Los "gobiernos más feministas de la historia" han logrado a pulso el retroceso de que la mujer vuelva a tener el estatus de "sexo débil". Lo han hecho mediante el rechazo tácito o explícito de la idea de igualdad original, que potenciaba la autonomía y la independencia de las mujeres e impugnaba la tutela y la sobreprotección. La desviación, hay que reconocerlo, ha tenido éxito. Pero lo ha tenido por razones muy distintas de las que suele pensarse. Cuando el feminismo oficial habla de la "cuarta ola", esa a la que España se habría incorporado - aquel masivo 8M de 2018 convocado por las estrellas de los matinales de televisión - , lo hacen como si fuera el resultado del proceso de modernización española, al fin en línea con los países "más avanzados", gracias a que las feministas del país se pusieron a leer a Judith Butler o a Andrea Dworkin. Pero el extraño éxito del feminismo en España en esos años, extraño porque el feminismo siempre había sido de minorías, se explica por lo contrario. Son la tradición española, los valores tradicionales y la moral tradicional los elementos de fondo que nutrieron el apoyo social a un feminismo que no reclama autonomía, sino protección. Y la misma corriente subterránea explica que, desinflado y dividido aquel ímpetu, sigan teniendo acogida los paternalistas mensajes protectores.

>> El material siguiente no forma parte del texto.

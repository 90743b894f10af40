//! Mock implementations for tests.
//!
//! `MockSchedulerClient` is a programmable scheduler: seed it with
//! snapshots, script submission results, and mark jobs whose cancellation
//! or query should fail. `SpyNotifier` records every emission for
//! assertions. Both are shared by unit and integration suites.

use std::collections::{HashMap, HashSet, VecDeque};
use std::sync::Mutex;

use anyhow::Result;
use async_trait::async_trait;

use crate::kernel::jobs::TaskEnvelope;
use crate::kernel::notify::Notifier;
use crate::kernel::slurm::{
    test_job_snapshot, JobSnapshot, SchedulerClient, SchedulerError, SlurmState, TEST_JOB_ID,
};

/// Build a plausible snapshot for a job id in a given state.
pub fn snapshot(job_id: i64, state: SlurmState) -> JobSnapshot {
    JobSnapshot {
        job_id: job_id.to_string(),
        job_name: format!("job-{job_id}"),
        state,
        user: "areynolds".to_string(),
        partition: "queue0".to_string(),
        time_limit: "1:00:00".to_string(),
        start: "2025-04-14T08:57:46".to_string(),
        end: "Unknown".to_string(),
        elapsed: "00:10:00".to_string(),
    }
}

#[derive(Default)]
pub struct MockSchedulerClient {
    snapshots: Mutex<HashMap<i64, JobSnapshot>>,
    submit_results: Mutex<VecDeque<Result<i64, String>>>,
    failing_queries: Mutex<HashSet<i64>>,
    failing_cancels: Mutex<HashSet<i64>>,
    submitted: Mutex<Vec<String>>,
    cancelled: Mutex<Vec<i64>>,
}

impl MockSchedulerClient {
    /// Empty scheduler, except for the reserved test job id which answers
    /// with the fixed synthetic snapshot, like the real backends.
    pub fn new() -> Self {
        let mock = Self::default();
        mock.snapshots
            .lock()
            .unwrap()
            .insert(TEST_JOB_ID, test_job_snapshot());
        mock
    }

    pub fn with_job(self, job_id: i64, state: SlurmState) -> Self {
        self.set_state(job_id, state);
        self
    }

    pub fn with_submit_ok(self, job_id: i64) -> Self {
        self.submit_results.lock().unwrap().push_back(Ok(job_id));
        self
    }

    pub fn with_submit_error(self, message: &str) -> Self {
        self.submit_results
            .lock()
            .unwrap()
            .push_back(Err(message.to_string()));
        self
    }

    pub fn with_failing_cancel(self, job_id: i64) -> Self {
        self.failing_cancels.lock().unwrap().insert(job_id);
        self
    }

    pub fn with_failing_query(self, job_id: i64) -> Self {
        self.failing_queries.lock().unwrap().insert(job_id);
        self
    }

    /// Set (or replace) the scheduler-side state of a job.
    pub fn set_state(&self, job_id: i64, state: SlurmState) {
        self.snapshots
            .lock()
            .unwrap()
            .insert(job_id, snapshot(job_id, state));
    }

    /// Make the scheduler forget a job entirely.
    pub fn forget(&self, job_id: i64) {
        self.snapshots.lock().unwrap().remove(&job_id);
    }

    pub fn submitted(&self) -> Vec<String> {
        self.submitted.lock().unwrap().clone()
    }

    pub fn cancelled(&self) -> Vec<i64> {
        self.cancelled.lock().unwrap().clone()
    }
}

#[async_trait]
impl SchedulerClient for MockSchedulerClient {
    async fn query_job(&self, job_id: i64) -> Result<Option<JobSnapshot>, SchedulerError> {
        if self.failing_queries.lock().unwrap().contains(&job_id) {
            return Err(SchedulerError::Transport(format!(
                "scripted query failure for job {job_id}"
            )));
        }
        Ok(self.snapshots.lock().unwrap().get(&job_id).cloned())
    }

    async fn query_by_state(
        &self,
        state: SlurmState,
    ) -> Result<Vec<JobSnapshot>, SchedulerError> {
        let mut jobs: Vec<JobSnapshot> = self
            .snapshots
            .lock()
            .unwrap()
            .values()
            .filter(|snapshot| snapshot.state == state)
            .cloned()
            .collect();
        jobs.sort_by(|a, b| a.job_id.cmp(&b.job_id));
        Ok(jobs)
    }

    async fn submit(&self, command: &str) -> Result<i64, SchedulerError> {
        self.submitted.lock().unwrap().push(command.to_string());
        match self.submit_results.lock().unwrap().pop_front() {
            Some(Ok(job_id)) => Ok(job_id),
            Some(Err(message)) => Err(SchedulerError::CommandFailed(message)),
            None => Err(SchedulerError::CommandFailed(
                "no scripted submission result".to_string(),
            )),
        }
    }

    async fn cancel(&self, job_id: i64) -> Result<(), SchedulerError> {
        if self.failing_cancels.lock().unwrap().contains(&job_id) {
            return Err(SchedulerError::CommandFailed(format!(
                "scripted cancel failure for job {job_id}"
            )));
        }
        self.cancelled.lock().unwrap().push(job_id);
        self.snapshots.lock().unwrap().remove(&job_id);
        Ok(())
    }
}

/// One recorded notification.
#[derive(Debug, Clone, PartialEq)]
pub struct RecordedNotification {
    pub job_id: i64,
    pub old_state: SlurmState,
    pub new_state: SlurmState,
    pub task: TaskEnvelope,
}

#[derive(Default)]
pub struct SpyNotifier {
    emitted: Mutex<Vec<RecordedNotification>>,
}

impl SpyNotifier {
    pub fn new() -> Self {
        Self::default()
    }

    pub fn emitted(&self) -> Vec<RecordedNotification> {
        self.emitted.lock().unwrap().clone()
    }

    pub fn count(&self) -> usize {
        self.emitted.lock().unwrap().len()
    }

    pub fn has_emitted_for(&self, job_id: i64) -> bool {
        self.emitted
            .lock()
            .unwrap()
            .iter()
            .any(|notification| notification.job_id == job_id)
    }
}

#[async_trait]
impl Notifier for SpyNotifier {
    async fn emit(
        &self,
        job_id: i64,
        old_state: SlurmState,
        new_state: SlurmState,
        task: &TaskEnvelope,
    ) -> Result<()> {
        self.emitted.lock().unwrap().push(RecordedNotification {
            job_id,
            old_state,
            new_state,
            task: task.clone(),
        });
        Ok(())
    }
}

En nombre de la protección se justificó la ruptura de la igualdad en la ley contra la violencia de género. Por lo mismo se justificó una ley del solo sí es sí, que causaría la mayor desprotección, como era previsible. Desviarse de la igualdad (igualdad sin adjetivos) produce monstruos. Las dos leyes icónicas del feminismo oficial son dos grandes fracasos, de los que no se aprende. El marco discursivo que es el caldo de cultivo de esas leyes ha triunfado. Da votos y cuando algo da votos, no se rectifica. Peor aún. Partidos que estaban fuera, han entrado. El PP era un partido que no necesitaba hacer proclamaciones de fe feminista cada cuarto de hora. Sin hacerlas, sin declararse feminista, mostraba un compromiso con la igualdad. Sus dirigentes mujeres eran políticas capaces que representaban el camino de la autonomía y la independencia. Ahora, en cambio, pugna por ser más "feminista" que el PSOE. Pelea por la etiqueta. Compite en las ofertas de protección y en la adulación de la mujer. Este oportunismo podrá ser, como todos, rentable. Será difícil, porque el PSOE ha dominado siempre en el voto femenino: sólo en el 2000 y en 2011 le aventajó el PP. Pero es la ruta equivocada. No es la ruta de la igualdad. Ganar una batalla y perder la guerra.